Right now the popular answer might be "zero sounds good" but let us put that aside for the moment. The current Rogue-Hugo-Committee issue means an old discussion about some kind of permanent WSFS supervising committee has restarted. The idea being that there is a kind of Supreme Court or Board of Directors etc which can ensure rules are followed and complaints dealt with. The resistance to that idea is varied. The existing organisational structure is a unique experiment in democracy. Yes, it occasionally catches fire but then so do things like the SFWA and the Nebulas who have a more traditional structure and a President who you can shout at. Another concern is that such a committee would end up controlled by exactly the people who are causing the current problem.
There are other current challenges. One is the internationalization of Worldcon. Another is the current convention can't really grow. Another is a physical convention faces issues from local bigotry, to visa restrictions, to pandemics, or even military conflicts and broader geopolitics.

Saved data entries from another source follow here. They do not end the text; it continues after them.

//! Camera plugin.
//!
//! The key subtlety: **B0001**.
//! A system cannot have `Query<&Transform>` and `Query<&mut Transform>` at the same time
//! unless Bevy can prove those queries are disjoint. We encode disjointness with
//! `Without<...>` filters.
//!
//! ```text
//! OnEnter(InGame): spawn MainCamera -> write MainCameraEntity resource
//! PostUpdate:      follow_player uses stored handles + disjoint queries
//! ```

use bevy::prelude::*;
use bevy::state::state_scoped::DespawnOnExit;

use crate::common::state::GameState;
use crate::plugins::player::{Player, PlayerEntity};

#[derive(Component)]
pub struct MainCamera {
    pub responsiveness: f32,
}

#[derive(Resource, Default, Debug, Clone, Copy)]
pub struct MainCameraEntity(pub Option<Entity>);

pub fn plugin(app: &mut App) {
    app.init_resource::<MainCameraEntity>()
        .add_systems(OnEnter(GameState::InGame), spawn_camera)
        .add_systems(
            PostUpdate,
            follow_player
                .before(TransformSystems::Propagate)
                .run_if(in_state(GameState::InGame)),
        );
}

fn spawn_camera(mut commands: Commands) {
    let e = commands
        .spawn((
            Name::new("MainCamera"),
            Camera2d,
            MainCamera { responsiveness: 5.0 },
            Transform::from_xyz(0.0, 0.0, 999.0),
            DespawnOnExit(GameState::InGame),
        ))
        .id();

    commands.insert_resource(MainCameraEntity(Some(e)));
}

/// Exponential follow. Runs on real frame time so the camera settles even while the
/// game is paused after death.
fn follow_player(
    time: Res<Time<Real>>,
    player_e: Res<PlayerEntity>,
    cam_e: Res<MainCameraEntity>,
    q_player: Query<&Transform, (With<Player>, Without<MainCamera>)>,
    mut q_cam: Query<(&mut Transform, &MainCamera), Without<Player>>,
) {
    let (Some(player), Some(cam)) = (player_e.0, cam_e.0) else {
        return;
    };
    let Ok(tf_player) = q_player.get(player) else {
        return;
    };
    let Ok((mut tf_cam, main_cam)) = q_cam.get_mut(cam) else {
        return;
    };

    let alpha = 1.0 - (-main_cam.responsiveness * time.delta_secs()).exp();
    let target = tf_player.translation.truncate();
    let current = tf_cam.translation.truncate();
    let next = current.lerp(target, alpha);
    tf_cam.translation.x = next.x;
    tf_cam.translation.y = next.y;
}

We have had some experiments with online conventions to address these issues and to provide a more modern experience. However, Worldcon remains structurally a physical convention and any online addition depends on the group running a physical convention.

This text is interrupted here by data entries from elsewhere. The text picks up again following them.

//! Destructible walls: grid cells the player drills through.
//!
//! A broken wall stops interacting right away and reports its grid cell, then lingers for a
//! moment before it is removed so effects spawned on it have something to sit on. Its
//! collider is the only footprint agents and the drill ever see, so clearing its layers is
//! what opens the cell.

use std::time::Duration;

use bevy::prelude::*;

use crate::common::layers::non_interacting;
use crate::plugins::combat::PendingDespawn;
use crate::plugins::combat::damage::{DamageFeedback, DestroyedKind, TakeDamage, resolve};
use crate::plugins::combat::effects::EffectKind;
use crate::plugins::combat::health::{Damageable, HealthPool};

pub const LINGER: Duration = Duration::from_secs(1);

#[derive(Component, Debug, Clone)]
pub struct DestructibleWall {
    pool: HealthPool,
    cell: IVec2,
}

impl DestructibleWall {
    pub fn new(max_hp: i32, cell: IVec2) -> Self {
        Self {
            pool: HealthPool::new(max_hp),
            cell,
        }
    }

    #[inline]
    pub fn cell(&self) -> IVec2 {
        self.cell
    }
}

impl Damageable for DestructibleWall {
    fn pool(&self) -> &HealthPool {
        &self.pool
    }
    fn pool_mut(&mut self) -> &mut HealthPool {
        &mut self.pool
    }
}

/// Grid cell containing world position `pos`.
pub fn cell_of(pos: Vec2, tile_size: f32) -> IVec2 {
    (pos / tile_size).floor().as_ivec2()
}

/// A wall cell was destroyed. Consumed by whatever keeps the tile map.
#[derive(Message, Debug, Clone, Copy, PartialEq, Eq)]
pub struct CellCleared {
    pub cell: IVec2,
}

/// Broken wall waiting to be removed.
#[derive(Component, Debug)]
pub struct Lingering(pub Timer);

pub(crate) fn on_wall_damaged(
    ev: On<TakeDamage>,
    mut walls: Query<(
        &mut DestructibleWall,
        &Transform,
        Option<&mut Visibility>,
    )>,
    mut cleared: MessageWriter<CellCleared>,
    mut fx: DamageFeedback,
) {
    let hit = *ev.event();
    let Ok((mut wall, tf, visibility)) = walls.get_mut(hit.entity) else {
        return;
    };

    let outcome = wall.absorb(hit.amount);
    let Some(killed) = resolve(hit.entity, hit.amount, outcome) else {
        return;
    };

    fx.wounded(hit.entity, hit.point);
    if !killed {
        return;
    }

    let cell = wall.cell();
    debug!("wall at {cell} broken");
    cleared.write(CellCleared { cell });

    fx.silence(hit.entity);
    if let Some(mut visibility) = visibility {
        *visibility = Visibility::Hidden;
    }

    fx.effect(EffectKind::WallBreak, tf.translation.truncate(), hit.entity);
    fx.report_destroyed(hit.entity, DestroyedKind::Wall);
    fx.commands().entity(hit.entity).insert((
        non_interacting(),
        Lingering(Timer::new(LINGER, TimerMode::Once)),
    ));
}

pub(crate) fn tick_lingering(
    time: Res<Time<Fixed>>,
    mut commands: Commands,
    mut q: Query<(Entity, &mut Lingering), Without<PendingDespawn>>,
) {
    for (e, mut linger) in &mut q {
        linger.0.tick(time.delta());
        if linger.0.is_finished() {
            commands.entity(e).insert(PendingDespawn);
        }
    }
}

So maybe split them. Each year have two Worldcons. Trad-Worldcon being a convention in a physical place, just like the existing con, run in much the same way. Neo-Worldcon, on the other hand, being an expressly online event run by a nominally different set of people (it could be the same group bidding for both but they'd be seperate bids).
The Hugo Award Ceremony would stay with Trad-Worldcon but everything else about the Hugo Awards is essential online, so would sit with the Neo-Worldcon. The Neo-Worldcon would still have to have a nominal location for legal reasons (i.e. so that people know what laws apply to the handling of data etc) but issues like visa regulations or pandemic lockdowns etc would be much easier to deal with.
Ideally both Worldcons would work together. They might not, they might fight in some big fannish fight over something but you'd have a kind of seperation of powers and a degree of accountability between the two. It would also be a lot harder for somebody just to take over the whole thing.